Before you know it, sheer walls of Navajo Sandstone tower overhead and you're forced to walk right in the cold river.
Above: the confluence with Deep Creek. Here, the flow of the river is nearly doubles.
Above: a short "subway" section.
I knew I had to move fast if I was going to complete the loop before dark. I was able to run on the more stable sand and gravel bars. But it was slow-going when the river is wall-to-wall, covering slippery unseen boulders. A trekking or old ski pole (or two) is a must to maintain balance.
By 9:30 I had started to catch up to hikers that had started the day before; so far, so good - ahead of schedule.
Above: refilling the Camelbak at the luxuriant Big Springs.
Above: yellow and red Columbine line the canyon wall in one of the deepest parts of the Narrows.
Below: Even with stopping to take quite a few photos, I flew through the Narrows to the mouth of Orderville Gulch in about 6 hours and I was feeling pretty confident at this point. But it didn't take long for my plans to unravel.

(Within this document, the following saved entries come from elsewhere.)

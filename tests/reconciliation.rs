//! Settling requests left in `processing` by a crash

mod common;

use chrono::{Duration, Utc};

use eagle_relayer::confirmation::{SweepSummary, NEVER_SUBMITTED};
use eagle_relayer::db::{BridgeStore, NewBridgeRequest};
use eagle_relayer::processor::BridgeNotification;
use eagle_relayer::types::{format_evm_address, format_tx_hash, ChainName, Status};

use common::*;

fn request(n: u64, to_chain: ChainName) -> NewBridgeRequest {
    NewBridgeRequest {
        source_tx_hash: hash_str(tx_hash(n)),
        from_chain: ChainName::XLayer,
        to_chain,
        from_address: format_evm_address(&SENDER),
        to_address: format_evm_address(&RECIPIENT),
        amount: "1000".to_string(),
        fee: "0".to_string(),
        nonce: n as i64,
        block_number: 100,
    }
}

/// Leave a row in processing as if the process died mid-execution
async fn stuck(h: &Harness, n: u64, destination_tx: Option<String>) -> String {
    let req = request(n, ChainName::Bsc);
    let hash = req.source_tx_hash.clone();
    h.store.insert_pending(&req).await.unwrap();
    assert!(h.store.mark_processing(&hash).await.unwrap());
    if let Some(tx) = destination_tx {
        assert!(h.store.record_destination_tx(&hash, &tx).await.unwrap());
    }
    h.store
        .set_updated_at(&hash, Utc::now() - Duration::hours(1))
        .await;
    hash
}

#[tokio::test]
async fn test_sweep_settles_stuck_rows_from_destination_state() {
    let h = Harness::new();

    let landed_tx = tx_hash(0xa1);
    h.bsc.set_tx_status(landed_tx, true);
    let landed = stuck(&h, 1, Some(format_tx_hash(&landed_tx))).await;

    let reverted_tx = tx_hash(0xa2);
    h.bsc.set_tx_status(reverted_tx, false);
    let reverted = stuck(&h, 2, Some(format_tx_hash(&reverted_tx))).await;

    let unseen = stuck(&h, 3, Some(format_tx_hash(&tx_hash(0xa3)))).await;
    let never_sent = stuck(&h, 4, None).await;

    // Recently touched: not stuck yet
    let fresh = request(5, ChainName::Bsc);
    h.store.insert_pending(&fresh).await.unwrap();
    h.store.mark_processing(&fresh.source_tx_hash).await.unwrap();

    let summary = h.tracker().sweep().await.unwrap();
    assert_eq!(
        summary,
        SweepSummary {
            examined: 4,
            completed: 1,
            failed: 3,
            deferred: 0,
        }
    );

    let row = h.store.get_request(&landed).await.unwrap().unwrap();
    assert_eq!(row.status, Status::Completed);
    assert_eq!(row.destination_tx_hash, Some(format_tx_hash(&landed_tx)));

    let row = h.store.get_request(&reverted).await.unwrap().unwrap();
    assert_eq!(row.status, Status::Failed);
    assert!(row.error_message.unwrap().contains("reverted"));

    let row = h.store.get_request(&unseen).await.unwrap().unwrap();
    assert_eq!(row.status, Status::Failed);
    assert!(row.error_message.unwrap().contains("not found"));

    let row = h.store.get_request(&never_sent).await.unwrap().unwrap();
    assert_eq!(row.status, Status::Failed);
    assert_eq!(row.error_message.as_deref(), Some(NEVER_SUBMITTED));

    let row = h.store.get_request(&fresh.source_tx_hash).await.unwrap().unwrap();
    assert_eq!(row.status, Status::Processing);

    // Nothing is ever resubmitted
    assert!(h.bsc.sent().is_empty());
}

#[tokio::test]
async fn test_sweep_is_idempotent() {
    let h = Harness::new();
    stuck(&h, 1, None).await;

    let tracker = h.tracker();
    assert_eq!(tracker.sweep().await.unwrap().failed, 1);
    assert_eq!(tracker.sweep().await.unwrap(), SweepSummary::default());
}

#[tokio::test]
async fn test_sweep_notifies_listeners() {
    let h = Harness::new();
    let mut notifications = h.processor.subscribe();

    let landed_tx = tx_hash(0xb1);
    h.bsc.set_tx_status(landed_tx, true);
    let hash = stuck(&h, 1, Some(format_tx_hash(&landed_tx))).await;

    h.tracker().sweep().await.unwrap();

    match notifications.recv().await.unwrap() {
        BridgeNotification::Completed(row) => assert_eq!(row.source_tx_hash, hash),
        other => panic!("unexpected notification {:?}", other),
    }
}

#[tokio::test]
async fn test_terminal_rows_are_never_touched() {
    let h = Harness::new();
    let hash = stuck(&h, 1, None).await;
    h.store.mark_failed(&hash, "original error").await.unwrap();
    h.store
        .set_updated_at(&hash, Utc::now() - Duration::hours(2))
        .await;

    let summary = h.tracker().sweep().await.unwrap();
    assert_eq!(summary.examined, 0);

    let row = h.store.get_request(&hash).await.unwrap().unwrap();
    assert_eq!(row.error_message.as_deref(), Some("original error"));
    assert!(!h.store.mark_completed(&hash, "0x00").await.unwrap());
}
//! Error classification and backoff for the supervisor loops

use std::time::Duration;

/// Backoff configuration for restarting a failed loop iteration
#[derive(Debug, Clone)]
pub struct RetryConfig {
    /// Initial backoff duration
    pub initial_backoff: Duration,
    /// Maximum backoff duration
    pub max_backoff: Duration,
    /// Backoff multiplier for exponential growth
    pub backoff_multiplier: f64,
}

impl Default for RetryConfig {
    fn default() -> Self {
        Self {
            initial_backoff: Duration::from_secs(2),
            max_backoff: Duration::from_secs(60),
            backoff_multiplier: 2.0,
        }
    }
}

impl RetryConfig {
    pub fn with_initial(initial_backoff: Duration) -> Self {
        Self {
            initial_backoff,
            ..Self::default()
        }
    }

    /// Calculate backoff duration for a given attempt (0-indexed)
    pub fn backoff_for_attempt(&self, attempt: u32) -> Duration {
        let backoff_secs =
            self.initial_backoff.as_secs_f64() * self.backoff_multiplier.powi(attempt as i32);
        let capped = backoff_secs.min(self.max_backoff.as_secs_f64());
        Duration::from_secs_f64(capped)
    }
}

/// Coarse error classes used for logs and metrics labels
#[derive(Debug, Clone, Copy, PartialEq, Eq)]
pub enum ErrorClass {
    /// Temporary failure (RPC timeout, rate limit, dropped connection)
    Transient,
    /// Will not succeed on retry (revert, bad signature, insufficient funds)
    Permanent,
    Unknown,
}

impl ErrorClass {
    pub fn as_str(&self) -> &'static str {
        match self {
            ErrorClass::Transient => "transient",
            ErrorClass::Permanent => "permanent",
            ErrorClass::Unknown => "unknown",
        }
    }
}

/// Classify an error message
pub fn classify_error(error: &str) -> ErrorClass {
    let error_lower = error.to_lowercase();

    if error_lower.contains("timeout")
        || error_lower.contains("timed out")
        || error_lower.contains("connection")
        || error_lower.contains("network")
        || error_lower.contains("rate limit")
        || error_lower.contains("too many requests")
        || error_lower.contains("429")
        || error_lower.contains("503")
        || error_lower.contains("502")
        || error_lower.contains("temporarily unavailable")
        || error_lower.contains("pool timed out")
    {
        return ErrorClass::Transient;
    }

    if error_lower.contains("reverted")
        || error_lower.contains("execution reverted")
        || error_lower.contains("invalid signature")
        || error_lower.contains("insufficient funds")
        || error_lower.contains("out of gas")
        || error_lower.contains("owner does not match")
        || error_lower.contains("invalid account data")
        || error_lower.contains("malformed")
    {
        return ErrorClass::Permanent;
    }

    ErrorClass::Unknown
}
//! Request processor
//!
//! Turns decoded bridge events into persisted requests and drives each one
//! through pending -> processing -> completed | failed. Every ingestion path
//! (historical scan, live subscription, manual recovery) goes through
//! [`RequestProcessor::observe`], and the store's uniqueness on the source tx
//! hash makes repeated observations of one event collapse into one row and
//! one destination attempt.

use std::sync::Arc;
use std::time::Instant;

use eyre::{eyre, Result};
use thiserror::Error;
use tokio::sync::broadcast;
use tracing::{debug, error, info, warn};

use crate::config::Config;
use crate::db::{BridgeRequest, BridgeStore, InsertOutcome, NewBridgeRequest};
use crate::events::{BridgeEvent, DestinationHint};
use crate::executors::{ExecutionError, Executors};
use crate::metrics;
use crate::types::{ChainName, Status};

const NOTIFICATION_CAPACITY: usize = 256;

#[derive(Debug, Error, PartialEq, Eq)]
pub enum RouteError {
    #[error("{from} has no route to EVM chain id {chain_id}")]
    UnsupportedDestination { from: ChainName, chain_id: u64 },
    #[error("{0} is not a source chain")]
    NotASource(ChainName),
}

/// Fixed routing table: the two EVM chains route to each other, Solana is
/// reachable from either when the event names a Solana recipient
#[derive(Debug, Clone, Copy)]
pub struct RouteTable {
    xlayer_chain_id: u64,
    bsc_chain_id: u64,
}

impl RouteTable {
    pub fn new(xlayer_chain_id: u64, bsc_chain_id: u64) -> Self {
        Self {
            xlayer_chain_id,
            bsc_chain_id,
        }
    }

    pub fn from_config(config: &Config) -> Self {
        Self::new(config.xlayer.chain_id, config.bsc.chain_id)
    }

    pub fn resolve(&self, from: ChainName, hint: DestinationHint) -> Result<ChainName, RouteError> {
        match (from, hint) {
            (ChainName::Solana, _) => Err(RouteError::NotASource(from)),
            (_, DestinationHint::Solana) => Ok(ChainName::Solana),
            (ChainName::XLayer, DestinationHint::Counterpart) => Ok(ChainName::Bsc),
            (ChainName::Bsc, DestinationHint::Counterpart) => Ok(ChainName::XLayer),
            (ChainName::XLayer, DestinationHint::EvmChainId(id)) if id == self.bsc_chain_id => {
                Ok(ChainName::Bsc)
            }
            (ChainName::Bsc, DestinationHint::EvmChainId(id)) if id == self.xlayer_chain_id => {
                Ok(ChainName::XLayer)
            }
            (from, DestinationHint::EvmChainId(chain_id)) => {
                Err(RouteError::UnsupportedDestination { from, chain_id })
            }
        }
    }
}

/// Which ingestion path produced an event
#[derive(Debug, Clone, Copy, PartialEq, Eq)]
pub enum ObservePath {
    Historical,
    Live,
    Recovery,
}

impl ObservePath {
    pub fn as_str(&self) -> &'static str {
        match self {
            ObservePath::Historical => "historical",
            ObservePath::Live => "live",
            ObservePath::Recovery => "recovery",
        }
    }
}

#[derive(Debug, Clone, PartialEq, Eq)]
pub enum ObserveOutcome {
    /// A row for this source tx already existed; nothing was done
    AlreadyExists(Status),
    /// The event created a row, which ended in this status
    Processed(Status),
    /// The event was not turned into a request
    Rejected(String),
}

/// Completion/failure notifications for in-process listeners
#[derive(Debug, Clone, PartialEq)]
pub enum BridgeNotification {
    Completed(BridgeRequest),
    Failed(BridgeRequest),
}

pub struct RequestProcessor {
    store: Arc<dyn BridgeStore>,
    executors: Executors,
    routes: RouteTable,
    notifications: broadcast::Sender<BridgeNotification>,
}

impl RequestProcessor {
    pub fn new(store: Arc<dyn BridgeStore>, executors: Executors, routes: RouteTable) -> Self {
        let (notifications, _) = broadcast::channel(NOTIFICATION_CAPACITY);
        Self {
            store,
            executors,
            routes,
            notifications,
        }
    }

    pub fn subscribe(&self) -> broadcast::Receiver<BridgeNotification> {
        self.notifications.subscribe()
    }

    pub fn store(&self) -> &Arc<dyn BridgeStore> {
        &self.store
    }

    pub fn executors(&self) -> &Executors {
        &self.executors
    }

    /// Persist and execute a newly observed event.
    ///
    /// Errors are infrastructure failures (storage unavailable); the caller
    /// should retry the event later. Data and on-chain failures end up on the
    /// request row instead.
    pub async fn observe(&self, event: &BridgeEvent, path: ObservePath) -> Result<ObserveOutcome> {
        metrics::record_event_observed(event.from_chain.as_str(), path.as_str());

        if let Some(existing) = self.store.get_request(&event.source_tx_hash).await? {
            if existing.status == Status::Pending {
                // An earlier attempt stored the row but never started execution
                info!(
                    source_tx_hash = %event.source_tx_hash,
                    path = path.as_str(),
                    "Resuming pending bridge request"
                );
                let status = self.execute(&existing).await?;
                return Ok(ObserveOutcome::Processed(status));
            }
            debug!(
                source_tx_hash = %event.source_tx_hash,
                status = %existing.status,
                path = path.as_str(),
                "Bridge event already recorded"
            );
            return Ok(ObserveOutcome::AlreadyExists(existing.status));
        }

        let to_chain = match self.routes.resolve(event.from_chain, event.destination) {
            Ok(chain) => chain,
            Err(e) => {
                warn!(
                    source_tx_hash = %event.source_tx_hash,
                    from_chain = %event.from_chain,
                    nonce = event.nonce,
                    error = %e,
                    "Ignoring unroutable bridge event"
                );
                metrics::record_error(event.from_chain.as_str(), "unroutable");
                return Ok(ObserveOutcome::Rejected(e.to_string()));
            }
        };

        let new_request = NewBridgeRequest {
            source_tx_hash: event.source_tx_hash.clone(),
            from_chain: event.from_chain,
            to_chain,
            from_address: event.from_address.clone(),
            to_address: event.to_address.clone(),
            amount: event.amount.to_string(),
            fee: event.fee.to_string(),
            nonce: i64::try_from(event.nonce)
                .map_err(|_| eyre!("Nonce {} exceeds i64 range", event.nonce))?,
            block_number: i64::try_from(event.block_number)
                .map_err(|_| eyre!("Block {} exceeds i64 range", event.block_number))?,
        };

        match self.store.insert_pending(&new_request).await? {
            InsertOutcome::Inserted => {}
            InsertOutcome::DuplicateHash => {
                // Lost a race with another path between the lookup and the insert
                let status = self
                    .store
                    .get_request(&event.source_tx_hash)
                    .await?
                    .map(|r| r.status)
                    .unwrap_or(Status::Pending);
                return Ok(ObserveOutcome::AlreadyExists(status));
            }
            InsertOutcome::NonceConflict => {
                error!(
                    source_tx_hash = %event.source_tx_hash,
                    from_chain = %event.from_chain,
                    nonce = event.nonce,
                    "Nonce already used by a different source transaction"
                );
                metrics::record_error(event.from_chain.as_str(), "nonce_conflict");
                return Ok(ObserveOutcome::Rejected(format!(
                    "nonce {} already recorded for {}",
                    event.nonce, event.from_chain
                )));
            }
        }

        info!(
            source_tx_hash = %event.source_tx_hash,
            from_chain = %event.from_chain,
            to_chain = %to_chain,
            nonce = event.nonce,
            amount = %event.amount,
            path = path.as_str(),
            "New bridge request"
        );

        let request = self
            .store
            .get_request(&event.source_tx_hash)
            .await?
            .ok_or_else(|| eyre!("Request {} vanished after insert", event.source_tx_hash))?;

        let status = self.execute(&request).await?;
        Ok(ObserveOutcome::Processed(status))
    }

    /// Execute a request left in `pending`; any other status is returned unchanged
    pub async fn resume(&self, request: &BridgeRequest) -> Result<Status> {
        if request.status != Status::Pending {
            return Ok(request.status);
        }
        self.execute(request).await
    }

    /// Drive a pending request to a terminal status
    async fn execute(&self, request: &BridgeRequest) -> Result<Status> {
        let hash = request.source_tx_hash.as_str();

        if !self.store.mark_processing(hash).await? {
            let current = self
                .store
                .get_request(hash)
                .await?
                .map(|r| r.status)
                .unwrap_or(request.status);
            debug!(source_tx_hash = %hash, status = %current, "Request already picked up");
            return Ok(current);
        }

        let started = Instant::now();
        let executor = self.executors.for_chain(request.to_chain);

        let destination_tx = match executor.submit(request).await {
            Ok(tx) => tx,
            Err(e) => return self.fail(request, &e, started).await,
        };

        if let Err(e) = self.store.record_destination_tx(hash, &destination_tx).await {
            // Keep going: mark_completed/mark_failed write the hash again
            warn!(
                source_tx_hash = %hash,
                destination_tx_hash = %destination_tx,
                error = %e,
                "Failed to record destination transaction"
            );
        }

        if let Err(e) = executor.confirm(&destination_tx).await {
            return self.fail(request, &e, started).await;
        }

        if !self.store.mark_completed(hash, &destination_tx).await? {
            warn!(source_tx_hash = %hash, "Request left processing before completion was recorded");
        }

        info!(
            source_tx_hash = %hash,
            from_chain = %request.from_chain,
            to_chain = %request.to_chain,
            destination_tx_hash = %destination_tx,
            "Bridge request completed"
        );
        metrics::record_request_finished(
            request.from_chain.as_str(),
            request.to_chain.as_str(),
            Status::Completed.as_str(),
            started.elapsed().as_secs_f64(),
        );
        self.notify(hash, Status::Completed).await?;
        Ok(Status::Completed)
    }

    async fn fail(
        &self,
        request: &BridgeRequest,
        error: &ExecutionError,
        started: Instant,
    ) -> Result<Status> {
        let hash = request.source_tx_hash.as_str();
        let message = error.to_string();

        error!(
            source_tx_hash = %hash,
            from_chain = %request.from_chain,
            to_chain = %request.to_chain,
            kind = error.kind(),
            error = %message,
            "Bridge request failed"
        );

        self.store.mark_failed(hash, &message).await?;
        metrics::record_execution_failure(request.to_chain.as_str(), error.kind());
        metrics::record_request_finished(
            request.from_chain.as_str(),
            request.to_chain.as_str(),
            Status::Failed.as_str(),
            started.elapsed().as_secs_f64(),
        );
        self.notify(hash, Status::Failed).await?;
        Ok(Status::Failed)
    }

    /// Broadcast the stored row for a request that just reached `status`
    pub(crate) async fn notify(&self, source_tx_hash: &str, status: Status) -> Result<()> {
        let Some(row) = self.store.get_request(source_tx_hash).await? else {
            return Ok(());
        };
        let notification = match status {
            Status::Completed => BridgeNotification::Completed(row),
            Status::Failed => BridgeNotification::Failed(row),
            Status::Pending | Status::Processing => return Ok(()),
        };
        // No listeners is fine
        let _ = self.notifications.send(notification);
        Ok(())
    }
}

#[cfg(test)]
mod tests {
    use super::*;

    fn routes() -> RouteTable {
        RouteTable::new(196, 56)
    }

    #[test]
    fn test_evm_chains_route_to_each_other() {
        let routes = routes();
        assert_eq!(
            routes.resolve(ChainName::XLayer, DestinationHint::EvmChainId(56)),
            Ok(ChainName::Bsc)
        );
        assert_eq!(
            routes.resolve(ChainName::Bsc, DestinationHint::Counterpart),
            Ok(ChainName::XLayer)
        );
    }

    #[test]
    fn test_solana_only_via_explicit_recipient() {
        let routes = routes();
        assert_eq!(
            routes.resolve(ChainName::Bsc, DestinationHint::Solana),
            Ok(ChainName::Solana)
        );
        assert_eq!(
            routes.resolve(ChainName::XLayer, DestinationHint::Solana),
            Ok(ChainName::Solana)
        );
        assert_eq!(
            routes.resolve(ChainName::Solana, DestinationHint::Counterpart),
            Err(RouteError::NotASource(ChainName::Solana))
        );
    }

    #[test]
    fn test_unknown_destination_chain_id() {
        assert_eq!(
            routes().resolve(ChainName::XLayer, DestinationHint::EvmChainId(1)),
            Err(RouteError::UnsupportedDestination {
                from: ChainName::XLayer,
                chain_id: 1
            })
        );
        // X Layer cannot bridge to itself
        assert!(routes()
            .resolve(ChainName::XLayer, DestinationHint::EvmChainId(196))
            .is_err());
    }
}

The first mile or so of Orderville is spectacular. Lots of wading and scrambling over small waterfalls, and even a couple of short swims. Unfortunately, my adventure came to a premature end when I got to a relatively short chokestone and waterfall that I could not pass. I believe in the past that this could be climbed, but recent floods had deeply scoured out the plunge pool (the water was well over my head) and I couldn't reach any hand holds, no boulders to chimney, no nothing - I was toast. There was no way I was going to backtrack against the current all the way back to my car.
Defeated, with my tail between my legs, I had to bail out back to the North Fork and down to the Temple of Sinawava where I caught a shuttle to the Visitor Center and begrudgingly called Sue (I hate having to get bailed out by my wife!) for a ride.
Not all was lost. I was able to check the Zion Narrows off my need-to-do list, and I got to see a good chunk of the equally exciting Orderville Gulch. I'm determined to see the rest of the Gulch, but I think I'll try it from the top.